Saturday, April 15, 2017

Our new song on a new CD: August 2017

Many of my friends have heard this story so often they could recite it from memory. But once more: Nearly a lifetime ago
three boys at Greensboro's Page High School began playing guitars and an old tenor banjo, with a plan to become the next Kingston Trio. It didn't happen. But the band's members continued to play when they could over the next five decades. Two died along the way, one in an auto accident, one from cancer, but still sang the folk songs of that era.
And the Kingston Trio still prospers, directed by Bob Shane, the surviving m
ember of the old band, and his wife Bobbie. The band is still on the road with a newer generation of Kingstons, entertaining audiences everywhere with the songs that made the trio the hottest musical group in the world for a few years. They're recorded most if not all of the recordable folk music, so they've taken to making new albums with new material. 
A first such writer's project album with some excellent songs came out a few years ago, and a call went out three years ago for more submissions. My lifelong friend Wood Allen asked me to write a song, took the result, edited it and put it to music before sending it in to the Kingston Trio. They liked it. In 2014 we flew out to Chandler, AZ to see the song put together in the sound studio, and have been waiting ever since for the remainder of the album to be recorded, mixed and produced. It seemed to take forever, but with the trio on the road so often, it was hard to get everything done.
Wood Allen, left, and I work out the timing for "On The Wind," our newest (ok, and onliest) song, to be published by the Kingston Trio in August at the 18th Annual Kingston Trio Fantasy Camp in Scottsdale, AZ


Now comes word from the Kingston Trio website, sent along by fellow Kingston Trio fan Sue Keller, that it will happen this summer at the 18th Annual Kingston Trio Fantasy Camp in Scottsdale, AZ:
Sue Keller
April 13 at 5:17pm
From the KT website:
New CD Release Date 
Our apologies for all of you who are waiting so patiently for The Kingston Trio's new CD. Bob Shane has decided that he wants to hold off the release of the CD until Kingston Trio Fantasy Camp (August 8th - 12th). 
For one thing most of the contributing writers will be there and Bob thought that releasing it then would honor them, plus where better place to release it, especially since this is the 60th year of the Kingston Trio. That's a jubilee!! 
The CD will go for sale online at The Kingston Trio Store during that time too, so don't worry if your can't be at camp. We'll have it for you at the same time. 
It's only 4 months away and will be worth the wait!

Wednesday, March 15, 2017

How the granddad I never met helped fix the water system the other day

When the former Party Doll Strickland asked "Hey, is the well out of water, or something?" the other morning, I knew it was going to be a long day.  I was wrong. Turned out to be several long days, but this story has a happy ending. My grandfather, Charles Smith Minor Sr. of Anderson S.C., died a decade before I was born, but among the things I eventually inherited more than half a century later was his set of Handy dies and taps, fitted neatly into a hinged wooden box with slots and discs routed out to hold these tools.  The helped save the day when we discovered, long after we should have, that our water supply system up here in the Blue Ridge Mountains had three separate leaks, spread out over more than 300 feet of horizontal pipe and another 250 or so feet of pipe down in the well.

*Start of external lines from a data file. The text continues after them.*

// SPDX-License-Identifier: MIT
//
// Copyright (c) 2025 Alexandre Severino
//
// Permission is hereby granted, free of charge, to any person obtaining a copy
// of this software and associated documentation files (the "Software"), to deal
// in the Software without restriction, including without limitation the rights
// to use, copy, modify, merge, publish, distribute, sublicense, and/or sell
// copies of the Software, and to permit persons to whom the Software is
// furnished to do so, subject to the following conditions:
//
// The above copyright notice and this permission notice shall be included in
// all copies or substantial portions of the Software.
//
// THE SOFTWARE IS PROVIDED "AS IS", WITHOUT WARRANTY OF ANY KIND, EXPRESS OR
// IMPLIED, INCLUDING BUT NOT LIMITED TO THE WARRANTIES OF MERCHANTABILITY,
// FITNESS FOR A PARTICULAR PURPOSE AND NONINFRINGEMENT. IN NO EVENT SHALL THE
// AUTHORS OR COPYRIGHT HOLDERS BE LIABLE FOR ANY CLAIM, DAMAGES OR OTHER
// LIABILITY, WHETHER IN AN ACTION OF CONTRACT, TORT OR OTHERWISE, ARISING FROM,
// OUT OF OR IN CONNECTION WITH THE SOFTWARE OR THE USE OR OTHER DEALINGS IN THE
// SOFTWARE.

use crate::geometry::plane::Plane;
use crate::geometry::point::{Point2, Point3};
use crate::geometry::vector::{Vector3, VectorOps};
use crate::numeric::scalar::Scalar;

/// Given a normal, return the indices of the two axes to keep (largest
/// dropped).
pub fn coplanar_axes<T: Scalar>(n: &Vector3<T>) -> (usize, usize, usize) {
    let na = [n.x.abs(), n.y.abs(), n.z.abs()];
    if na[0] > na[1] && na[0] > na[2] {
        (1, 2, 0)
    } else if na[1] > na[2] {
        (0, 2, 1)
    } else {
        (0, 1, 2)
    }
}

/// Project a 3D point onto the 2D frame keeping axes `i0` and `i1`.
pub fn project_to_2d<T: Scalar>(p: &Point3<T>, i0: usize, i1: usize) -> Point2<T> {
    Point2::new(p.coord(i0), p.coord(i1))
}

/// Lift a 2D point back onto `plane`, solving the plane equation for the
/// dropped coordinate. Stable because the dropped axis is the dominant
/// component of the plane normal.
pub fn back_project_to_plane<T: Scalar>(
    p: &Point2<T>,
    plane: &Plane<T>,
    axes: (usize, usize, usize),
) -> Point3<T> {
    let (i0, i1, drop) = axes;
    let n = [plane.normal.x, plane.normal.y, plane.normal.z];
    let mut coords = [T::zero(); 3];
    coords[i0] = p.x;
    coords[i1] = p.y;
    coords[drop] = (-plane.d - n[i0] * p.x - n[i1] * p.y) / n[drop];
    Point3::from_coords(coords)
}

/// Barycentric coordinates of `p` with respect to triangle `(a, b, c)`, or
/// `None` when the triangle is degenerate.
pub fn barycentric_coords<T: Scalar>(
    p: &Point3<T>,
    a: &Point3<T>,
    b: &Point3<T>,
    c: &Point3<T>,
) -> Option<(T, T, T)> {
    let v0 = *b - *a;
    let v1 = *c - *a;
    let v2 = *p - *a;

    let d00 = v0.dot(&v0);
    let d01 = v0.dot(&v1);
    let d11 = v1.dot(&v1);
    let d20 = v2.dot(&v0);
    let d21 = v2.dot(&v1);

    let denom = d00 * d11 - d01 * d01;
    if denom.abs() <= T::tolerance() * T::tolerance() {
        return None; // degenerate triangle
    }

    let v = (d11 * d20 - d01 * d21) / denom;
    let w = (d00 * d21 - d01 * d20) / denom;
    let u = T::one() - v - w;

    Some((u, v, w))
}
/// Contact manifold of two triangles: the intersection polygon when they are
/// coplanar, the shared segment when their planes cross, a single touch
/// point, or nothing.
pub fn contact_manifold<T: Scalar>(a: &Triangle3<T>, b: &Triangle3<T>) -> ContactManifold<T> {
    match classify_planes(a, b) {
        PlanePair::Coplanar { plane } => coplanar_contact(a, b, &plane),
        PlanePair::NonCoplanar { plane_a, plane_b } => {
            cross_plane_contact(a, b, &plane_a, &plane_b)
        }
        PlanePair::OneDegenerate {
            plane,
            degenerate_is_a,
        } => {
            if degenerate_is_a {
                segment_plane_contact(&a.support_segment(), b, &plane)
            } else {
                segment_plane_contact(&b.support_segment(), a, &plane)
            }
        }
        PlanePair::BothDegenerate => degenerate_pair_contact(a, b),
    }
}

/// Buffer-writing entry point: stores up to [`MAX_CONTACTS`] points in the
/// caller's array and returns the contact count. Entries past the count are
/// left untouched.
#[allow(clippy::too_many_arguments)]
pub fn collide_triangle_triangle<T: Scalar>(
    a1: &Point3<T>,
    a2: &Point3<T>,
    a3: &Point3<T>,
    b1: &Point3<T>,
    b2: &Point3<T>,
    b3: &Point3<T>,
    contacts: &mut [Point3<T>; MAX_CONTACTS],
    normal: &mut Vector3<T>,
    depth: &mut T,
) -> usize {
    let m = contact_manifold(
        &Triangle3::new(*a1, *a2, *a3),
        &Triangle3::new(*b1, *b2, *b3),
    );
    contacts[..m.len()].copy_from_slice(m.points());
    *normal = m.normal;
    *depth = m.depth;
    m.len()
}

/// Do the two triangles touch or overlap at all?
pub fn tri_tri_overlap<T: Scalar>(
    a1: &Point3<T>,
    a2: &Point3<T>,
    a3: &Point3<T>,
    b1: &Point3<T>,
    b2: &Point3<T>,
    b3: &Point3<T>,
) -> bool {
    !contact_manifold(
        &Triangle3::new(*a1, *a2, *a3),
        &Triangle3::new(*b1, *b2, *b3),
    )
    .is_empty()
}

fn coplanar_contact<T: Scalar>(
    a: &Triangle3<T>,
    b: &Triangle3<T>,
    plane: &Plane<T>,
) -> ContactManifold<T> {
    match (a.is_degenerate(), b.is_degenerate()) {
        (false, false) => coplanar_polygon_contact(a, b, plane),
        (false, true) => coplanar_segment_contact(&b.support_segment(), a, plane),
        (true, false) => coplanar_segment_contact(&a.support_segment(), b, plane),
        (true, true) => degenerate_pair_contact(a, b),
    }
}

/// Working polygon for half-plane clipping. Clipping a triangle by three
/// half-planes tops out at seven vertices mid-pass; nine leaves slack for
/// boundary duplicates.
const CLIP_CAPACITY: usize = 9;

#[derive(Clone, Copy)]
struct ClipPolygon<T: Scalar> {
    pts: [Point2<T>; CLIP_CAPACITY],
    len: usize,
}

impl<T: Scalar> ClipPolygon<T> {
    fn new() -> Self {
        Self {
            pts: [Point2::new(T::zero(), T::zero()); CLIP_CAPACITY],
            len: 0,
        }
    }

    fn from_triangle(t: &[Point2<T>; 3]) -> Self {
        let mut poly = Self::new();
        poly.pts[..3].copy_from_slice(t);
        poly.len = 3;
        poly
    }

    /// Append, skipping a duplicate of the most recent vertex.
    fn push(&mut self, p: Point2<T>) {
        if self.len > 0 && are_equal_2(&self.pts[self.len - 1], &p, T::point_merge_threshold()) {
            return;
        }
        debug_assert!(self.len < CLIP_CAPACITY, "clip polygon overflow");
        if self.len < CLIP_CAPACITY {
            self.pts[self.len] = p;
            self.len += 1;
        }
    }

    fn points(&self) -> &[Point2<T>] {
        &self.pts[..self.len]
    }
}

/// Sutherland–Hodgman: clip B against the three half-planes bounded by A's
/// edges, in the 2D frame of the shared plane. The surviving polygon is the
/// intersection, at most a hexagon.
fn coplanar_polygon_contact<T: Scalar>(
    a: &Triangle3<T>,
    b: &Triangle3<T>,
    plane: &Plane<T>,
) -> ContactManifold<T> {
    let axes = coplanar_axes(&plane.normal);
    let (i0, i1, _) = axes;
    let ta = [
        project_to_2d(&a.a, i0, i1),
        project_to_2d(&a.b, i0, i1),
        project_to_2d(&a.c, i0, i1),
    ];
    let tb = [
        project_to_2d(&b.a, i0, i1),
        project_to_2d(&b.b, i0, i1),
        project_to_2d(&b.c, i0, i1),
    ];

    // The winding of the projected clip triangle decides which side of each
    // edge is the interior.
    let area2 = orient2d(&ta[0], &ta[1], &ta[2]);
    if area2.sign() == 0 {
        // Dropping the dominant normal axis cannot collapse a proper
        // triangle; this only fires right at the degeneracy threshold.
        return coplanar_segment_contact(&a.support_segment(), b, plane);
    }
    let side = if area2 > T::zero() { T::one() } else { -T::one() };

    let mut poly = ClipPolygon::from_triangle(&tb);
    for i in 0..3 {
        let e0 = ta[i];
        let e1 = ta[(i + 1) % 3];
        poly = clip_against_edge(&poly, &e0, &e1, side);
        if poly.len == 0 {
            return ContactManifold::empty();
        }
    }

    let mut m = ContactManifold::with_normal(plane.normal);
    for p in poly.points() {
        m.push(back_project_to_plane(p, plane, axes));
    }
    m.orient_ccw();
    m
}

fn clip_against_edge<T: Scalar>(
    poly: &ClipPolygon<T>,
    e0: &Point2<T>,
    e1: &Point2<T>,
    side: T,
) -> ClipPolygon<T> {
    let eps = T::tolerance();
    let mut out = ClipPolygon::new();
    for i in 0..poly.len {
        let s = poly.pts[i];
        let e = poly.pts[(i + 1) % poly.len];
        let fs = side * orient2d(e0, e1, &s);
        let fe = side * orient2d(e0, e1, &e);
        let s_in = fs >= -eps;
        let e_in = fe >= -eps;
        if s_in && e_in {
            out.push(e);
        } else if s_in {
            out.push(edge_crossing(&s, &e, fs, fe));
        } else if e_in {
            out.push(edge_crossing(&s, &e, fs, fe));
            out.push(e);
        }
    }
    out
}

/// Zero of the linear inside-function along the segment `s → e`.
fn edge_crossing<T: Scalar>(s: &Point2<T>, e: &Point2<T>, fs: T, fe: T) -> Point2<T> {
    let t = (fs / (fs - fe)).max(T::zero()).min(T::one());
    s.lerp(e, t)
}

/// Clip a segment lying in the shared plane against a proper triangle. The
/// degenerate counterpart of the polygon clip: the intersection is a
/// parameter interval of the segment, giving 0, 1 or 2 contacts.
fn coplanar_segment_contact<T: Scalar>(
    seg: &Segment3<T>,
    tri: &Triangle3<T>,
    plane: &Plane<T>,
) -> ContactManifold<T> {
    let axes = coplanar_axes(&plane.normal);
    let (i0, i1, _) = axes;
    let t2 = [
        project_to_2d(&tri.a, i0, i1),
        project_to_2d(&tri.b, i0, i1),
        project_to_2d(&tri.c, i0, i1),
    ];
    let p0 = project_to_2d(&seg.a, i0, i1);
    let p1 = project_to_2d(&seg.b, i0, i1);

    let mut m = ContactManifold::with_normal(plane.normal);

    // The "segment" may itself be a single point.
    if are_equal_2(&p0, &p1, T::point_merge_threshold()) {
        if point_in_triangle(&seg.a, &tri.a, &tri.b, &tri.c, T::point_merge_threshold()) {
            m.push(seg.a);
        }
        return m;
    }

    let area2 = orient2d(&t2[0], &t2[1], &t2[2]);
    let side = if area2 >= T::zero() { T::one() } else { -T::one() };

    let eps = T::tolerance();
    let mut t_enter = T::zero();
    let mut t_exit = T::one();
    for i in 0..3 {
        let e0 = t2[i];
        let e1 = t2[(i + 1) % 3];
        let f0 = side * orient2d(&e0, &e1, &p0);
        let f1 = side * orient2d(&e0, &e1, &p1);
        if f0 < -eps && f1 < -eps {
            return m; // entirely outside this edge
        }
        if f0 < -eps {
            let t = (-f0 / (f1 - f0)).max(T::zero()).min(T::one());
            t_enter = t_enter.max(t);
        } else if f1 < -eps {
            let t = (-f0 / (f1 - f0)).max(T::zero()).min(T::one());
            t_exit = t_exit.min(t);
        }
        if t_enter - t_exit > eps {
            return m;
        }
    }

    m.push(seg.point_at(t_enter));
    m.push(seg.point_at(t_exit.max(t_enter)));
    m
}
// SPDX-License-Identifier: MIT
//
// Copyright (c) 2025 Alexandre Severino
//
// Permission is hereby granted, free of charge, to any person obtaining a copy
// of this software and associated documentation files (the "Software"), to deal
// in the Software without restriction, including without limitation the rights
// to use, copy, modify, merge, publish, distribute, sublicense, and/or sell
// copies of the Software, and to permit persons to whom the Software is
// furnished to do so, subject to the following conditions:
//
// The above copyright notice and this permission notice shall be included in
// all copies or substantial portions of the Software.
//
// THE SOFTWARE IS PROVIDED "AS IS", WITHOUT WARRANTY OF ANY KIND, EXPRESS OR
// IMPLIED, INCLUDING BUT NOT LIMITED TO THE WARRANTIES OF MERCHANTABILITY,
// FITNESS FOR A PARTICULAR PURPOSE AND NONINFRINGEMENT. IN NO EVENT SHALL THE
// AUTHORS OR COPYRIGHT HOLDERS BE LIABLE FOR ANY CLAIM, DAMAGES OR OTHER
// LIABILITY, WHETHER IN AN ACTION OF CONTRACT, TORT OR OTHERWISE, ARISING FROM,
// OUT OF OR IN CONNECTION WITH THE SOFTWARE OR THE USE OR OTHER DEALINGS IN THE
// SOFTWARE.

//! Narrow-phase triangle–triangle contact generation.
//!
//! The entry point is [`collision::contact_manifold`]: given two triangles in
//! 3D space it returns a [`collision::ContactManifold`] holding up to six
//! contact points, a contact normal and a penetration depth. Every relative
//! configuration is handled — coplanar polygon overlap, cross-plane segment
//! contact, shared vertices and edges, and fully degenerate (colinear)
//! triangles.
//!
//! Coordinates must be finite; passing NaN or infinities is a precondition
//! violation, not a checked error. Tolerances are tuned for unit-scale
//! geometry and are exposed as named constants on
//! [`numeric::scalar::Scalar`].

pub mod collision;
pub mod geometry;
pub mod kernel;
pub mod numeric;
pub mod sampling;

But I'm getting ahead of the story. On that Tuesday when all of a sudden we didn't have any water, I took a quick look at the water pressure tank and gauge under the house.  Tank looked ok, but you can't really tell anything by looks.  The pressure gauge, however, told the short story: There was near zero water pressure, and after turning the pump breaker off for 15 minutes, then back on, the pump had reset itself -- and I watched as the water pressure came up, then dropped back down, then came up, then dropped back down.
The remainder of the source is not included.